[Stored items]
****************

//! API error types and handling

use axum::{
    http::StatusCode,
    response::{IntoResponse, Response},
    Json,
};
use bazaar_messaging::MessagingError;
use serde_json::json;

/// Application error type
#[derive(Debug, thiserror::Error)]
pub enum ApiError {
    // Authentication errors
    #[error("Invalid or expired token")]
    InvalidToken,
    #[error("Authentication required")]
    Unauthorized,
    #[error("Insufficient permissions: {0}")]
    Forbidden(String),

    // Validation errors
    #[error("Invalid request: {0}")]
    BadRequest(String),

    // Resource errors
    #[error("Not found: {0}")]
    NotFound(String),
    #[error("Conflict: {0}")]
    Conflict(String),

    // Internal errors
    #[error("Internal server error")]
    Internal,
    #[error("Service unavailable")]
    ServiceUnavailable,
}

impl IntoResponse for ApiError {
    fn into_response(self) -> Response {
        let (status, code, message) = match &self {
            // Authentication
            ApiError::InvalidToken => (StatusCode::UNAUTHORIZED, "INVALID_TOKEN", self.to_string()),
            ApiError::Unauthorized => (StatusCode::UNAUTHORIZED, "UNAUTHORIZED", self.to_string()),
            ApiError::Forbidden(msg) => (StatusCode::FORBIDDEN, "FORBIDDEN", msg.clone()),

            // Validation
            ApiError::BadRequest(msg) => (StatusCode::BAD_REQUEST, "BAD_REQUEST", msg.clone()),

            // Resources
            ApiError::NotFound(what) => (StatusCode::NOT_FOUND, "NOT_FOUND", format!("{} not found", what)),
            ApiError::Conflict(msg) => (StatusCode::CONFLICT, "CONFLICT", msg.clone()),

            // Internal
            ApiError::Internal => (StatusCode::INTERNAL_SERVER_ERROR, "INTERNAL_ERROR", self.to_string()),
            ApiError::ServiceUnavailable => (StatusCode::SERVICE_UNAVAILABLE, "SERVICE_UNAVAILABLE", self.to_string()),
        };

        let body = Json(json!({
            "error": {
                "code": code,
                "message": message,
            }
        }));

        (status, body).into_response()
    }
}

impl From<MessagingError> for ApiError {
    fn from(err: MessagingError) -> Self {
        match err {
            MessagingError::NotFound(what) => ApiError::NotFound(what.to_string()),
            MessagingError::Forbidden(reason) => ApiError::Forbidden(reason.to_string()),
            MessagingError::Conflict(msg) => ApiError::Conflict(msg),
            MessagingError::InvalidArgument(msg) => ApiError::BadRequest(msg),
            // Already logged where it happened; details stay server-side
            MessagingError::Storage(_) => ApiError::ServiceUnavailable,
        }
    }
}

impl From<sqlx::Error> for ApiError {
    fn from(err: sqlx::Error) -> Self {
        tracing::error!("Database error: {:?}", err);
        match err {
            sqlx::Error::RowNotFound => ApiError::NotFound("record".to_string()),
            _ => ApiError::ServiceUnavailable,
        }
    }
}

/// Result type alias for API handlers
pub type ApiResult<T> = Result<T, ApiError>;

#[cfg(test)]
mod tests {
    use super::*;

    #[test]
    fn test_messaging_error_status_mapping() {
        let cases = [
            (MessagingError::NotFound("ticket"), StatusCode::NOT_FOUND),
            (MessagingError::Forbidden("admins only"), StatusCode::FORBIDDEN),
            (MessagingError::Conflict("claimed".into()), StatusCode::CONFLICT),
            (MessagingError::InvalidArgument("empty".into()), StatusCode::BAD_REQUEST),
            (MessagingError::Storage("timeout".into()), StatusCode::SERVICE_UNAVAILABLE),
        ];

        for (err, expected) in cases {
            let response = ApiError::from(err).into_response();
            assert_eq!(response.status(), expected);
        }
    }

    #[test]
    fn test_unauthorized_status() {
        assert_eq!(
            ApiError::Unauthorized.into_response().status(),
            StatusCode::UNAUTHORIZED
        );
    }
}
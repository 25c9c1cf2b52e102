//! Health check endpoints

use axum::{extract::State, http::StatusCode, Json};
use serde::Serialize;

use crate::state::AppState;

#[derive(Serialize)]
pub struct HealthResponse {
    pub status: String,
    pub version: String,
    pub database: String,
    pub connections: usize,
}

/// Health check endpoint
pub async fn health(State(state): State<AppState>) -> (StatusCode, Json<HealthResponse>) {
    let database_ok = sqlx::query("SELECT 1").execute(&state.pool).await.is_ok();

    let status = if database_ok {
        StatusCode::OK
    } else {
        StatusCode::SERVICE_UNAVAILABLE
    };
    let label = if database_ok { "healthy" } else { "unhealthy" };

    (
        status,
        Json(HealthResponse {
            status: label.to_string(),
            version: env!("CARGO_PKG_VERSION").to_string(),
            database: label.to_string(),
            connections: state.presence().len().await,
        }),
    )
}

/// Liveness probe (just returns 200 if the server is running)
pub async fn liveness() -> StatusCode {
    StatusCode::OK
}

/// Readiness probe (checks if the service is ready to accept traffic)
pub async fn readiness(State(state): State<AppState>) -> StatusCode {
    match sqlx::query("SELECT 1").execute(&state.pool).await {
        Ok(_) => StatusCode::OK,
        Err(_) => StatusCode::SERVICE_UNAVAILABLE,
    }
}
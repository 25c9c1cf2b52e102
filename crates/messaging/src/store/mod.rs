//! Storage seams for the messaging core
//!
//! The core talks to durable state only through these traits. Two backends
//! ship with the crate:
//!
//! - [`postgres`]: the production backend on `sqlx`
//! - [`memory`]: a process-local backend with per-record locking, used by
//!   tests and local development

pub mod memory;
pub mod postgres;

use async_trait::async_trait;
use bazaar_shared::{conversation::ConversationKey, Account, Role};
use uuid::Uuid;

use crate::error::MessagingResult;
use crate::models::{Message, NewMessage, OpenedTicket, PageRequest, SupportTicket, TicketStatus};

pub use memory::{MemoryDirectory, MemoryStore};
pub use postgres::{PgDirectory, PgMessageStore, PgTicketStore};

/// Durable, append-mostly log of chat messages keyed by conversation
#[async_trait]
pub trait MessageStore: Send + Sync {
    /// Persist a new unread, unedited message stamped with the current time
    async fn append(&self, new: NewMessage) -> MessagingResult<Message>;

    async fn get(&self, message_id: Uuid) -> MessagingResult<Option<Message>>;

    /// One page of a conversation plus its total size.
    ///
    /// Pages are cut newest-first; the returned messages are ascending by
    /// creation time.
    async fn list_by_conversation(
        &self,
        key: &ConversationKey,
        page: PageRequest,
    ) -> MessagingResult<(Vec<Message>, i64)>;

    /// Mark every unread message addressed to `receiver_id` as read.
    /// Returns the number of messages that transitioned.
    async fn mark_read(&self, key: &ConversationKey, receiver_id: Uuid) -> MessagingResult<u64>;

    /// Replace the text and set the edited flag. `None` if the message is gone.
    async fn update_text(&self, message_id: Uuid, text: &str) -> MessagingResult<Option<Message>>;

    /// Physically remove a message. `false` if it did not exist.
    async fn delete(&self, message_id: Uuid) -> MessagingResult<bool>;

    async fn delete_conversation(&self, key: &ConversationKey) -> MessagingResult<u64>;

    /// Unread messages addressed to `user_id` across all conversations
    async fn unread_count(&self, user_id: Uuid) -> MessagingResult<i64>;

    async fn unread_in_conversation(
        &self,
        key: &ConversationKey,
        receiver_id: Uuid,
    ) -> MessagingResult<i64>;

    /// Distinct identities `user_id` has exchanged messages with
    async fn counterparts(&self, user_id: Uuid) -> MessagingResult<Vec<Uuid>>;

    async fn last_message(&self, key: &ConversationKey) -> MessagingResult<Option<Message>>;
}

/// Durable support ticket records
#[async_trait]
pub trait TicketStore: Send + Sync {
    /// The user's open or assigned ticket, if any
    async fn find_active(&self, user_id: Uuid) -> MessagingResult<Option<SupportTicket>>;

    /// Return the user's active ticket, or create a new `open` one.
    ///
    /// Must never leave two active tickets for the same user, even under
    /// concurrent calls.
    async fn open_or_reuse(
        &self,
        user_id: Uuid,
        first_message: Option<&str>,
    ) -> MessagingResult<OpenedTicket>;

    async fn get(&self, ticket_id: Uuid) -> MessagingResult<Option<SupportTicket>>;

    /// Advance `last_message` / `last_message_at`
    async fn touch(&self, ticket_id: Uuid, text: &str) -> MessagingResult<SupportTicket>;

    /// Atomic open -> assigned check-and-set.
    ///
    /// `Conflict` if the ticket is no longer open, `NotFound` if it does not
    /// exist. At most one concurrent claim per ticket succeeds.
    async fn claim(&self, ticket_id: Uuid, admin_id: Uuid) -> MessagingResult<SupportTicket>;

    /// Terminal transition. `Conflict` if already closed.
    ///
    /// A ticket closed straight from `open` records `admin_id` as its
    /// admin, so `assigned_admin_id` is null only while the ticket is open.
    async fn close(&self, ticket_id: Uuid, admin_id: Uuid) -> MessagingResult<SupportTicket>;

    /// Tickets in `status`, most recently updated first
    async fn list_by_status(&self, status: TicketStatus) -> MessagingResult<Vec<SupportTicket>>;
}

/// Read-only view of the account directory owned by the user service
#[async_trait]
pub trait Directory: Send + Sync {
    async fn account(&self, user_id: Uuid) -> MessagingResult<Option<Account>>;

    /// Active, unrestricted accounts with `role`
    async fn accounts_by_role(&self, role: Role) -> MessagingResult<Vec<Account>>;

    /// Every active administrator identity
    async fn admins(&self) -> MessagingResult<Vec<Uuid>>;
}
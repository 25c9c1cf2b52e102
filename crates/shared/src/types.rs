//! Common types used across Bazaar

use serde::{Deserialize, Serialize};
use uuid::Uuid;

// =============================================================================
// Roles
// =============================================================================

/// Marketplace account role
#[derive(Debug, Clone, Copy, PartialEq, Eq, Hash, Serialize, Deserialize)]
#[serde(rename_all = "snake_case")]
pub enum Role {
    Admin,
    Provider,
    Customer,
}

impl Role {
    pub fn as_str(&self) -> &'static str {
        match self {
            Role::Admin => "admin",
            Role::Provider => "provider",
            Role::Customer => "customer",
        }
    }

    /// Parse the role as stored in the `users.role` column.
    /// Unknown values are treated as `None` rather than defaulting to a role.
    pub fn parse(value: &str) -> Option<Self> {
        match value {
            "admin" => Some(Role::Admin),
            "provider" => Some(Role::Provider),
            "customer" => Some(Role::Customer),
            _ => None,
        }
    }

    pub fn is_admin(&self) -> bool {
        matches!(self, Role::Admin)
    }
}

impl std::fmt::Display for Role {
    fn fmt(&self, f: &mut std::fmt::Formatter<'_>) -> std::fmt::Result {
        f.write_str(self.as_str())
    }
}

// =============================================================================
// Identities
// =============================================================================

/// The authenticated caller of a core operation
#[derive(Debug, Clone, Copy, PartialEq, Eq, Serialize, Deserialize)]
pub struct Principal {
    pub id: Uuid,
    pub role: Role,
}

impl Principal {
    pub fn new(id: Uuid, role: Role) -> Self {
        Self { id, role }
    }

    pub fn is_admin(&self) -> bool {
        self.role.is_admin()
    }
}

/// Directory view of an account, as resolved by the user service
#[derive(Debug, Clone, PartialEq, Eq, Serialize, Deserialize)]
pub struct Account {
    pub id: Uuid,
    pub role: Role,
    pub is_active: bool,
    pub is_restricted: bool,
}

impl Account {
    /// Whether the account may receive broadcast traffic
    pub fn is_reachable(&self) -> bool {
        self.is_active && !self.is_restricted
    }
}

#[cfg(test)]
mod tests {
    use super::*;

    #[test]
    fn test_role_round_trip_through_column_value() {
        for role in [Role::Admin, Role::Provider, Role::Customer] {
            assert_eq!(Role::parse(role.as_str()), Some(role));
        }
        assert_eq!(Role::parse("superuser"), None);
    }

    #[test]
    fn test_role_serializes_snake_case() {
        let json = serde_json::to_string(&Role::Provider).unwrap();
        assert_eq!(json, r#""provider""#);
    }

    #[test]
    fn test_restricted_account_is_not_reachable() {
        let account = Account {
            id: Uuid::new_v4(),
            role: Role::Customer,
            is_active: true,
            is_restricted: true,
        };
        assert!(!account.is_reachable());
    }
}
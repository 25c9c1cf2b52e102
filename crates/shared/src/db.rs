//! Database utilities and connection management

use sqlx::postgres::{PgConnectOptions, PgPool, PgPoolOptions};
use std::{str::FromStr, time::Duration};

/// Create a database connection pool
/// Note: Disables statement cache for PgBouncer compatibility
pub async fn create_pool(database_url: &str, max_connections: u32) -> Result<PgPool, sqlx::Error> {
    // PgBouncer in transaction mode doesn't support prepared statements
    let options = PgConnectOptions::from_str(database_url)?.statement_cache_capacity(0);

    // Storage calls must fail within a bounded time; the core never retries
    PgPoolOptions::new()
        .max_connections(max_connections)
        .min_connections(0)
        .acquire_timeout(Duration::from_secs(10))
        .idle_timeout(Duration::from_secs(60))
        .max_lifetime(Duration::from_secs(300))
        .connect_with(options)
        .await
}

/// Run database migrations
pub async fn run_migrations(pool: &PgPool) -> Result<(), sqlx::migrate::MigrateError> {
    sqlx::migrate!("../../migrations").run(pool).await
}

#[cfg(test)]
mod tests {
    use super::*;

    #[tokio::test]
    #[ignore] // Requires database
    async fn test_create_pool() {
        let url = std::env::var("DATABASE_URL").expect("DATABASE_URL required");
        let pool = create_pool(&url, 2).await.expect("Failed to create pool");
        run_migrations(&pool).await.expect("Failed to run migrations");
        assert!(pool.size() > 0);
    }
}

****************

Pull out the lines above in which the word "TicketStatus" appears.

use crate::models::{Message, NewMessage, OpenedTicket, PageRequest, SupportTicket, TicketStatus};
    async fn list_by_status(&self, status: TicketStatus) -> MessagingResult<Vec<SupportTicket>>;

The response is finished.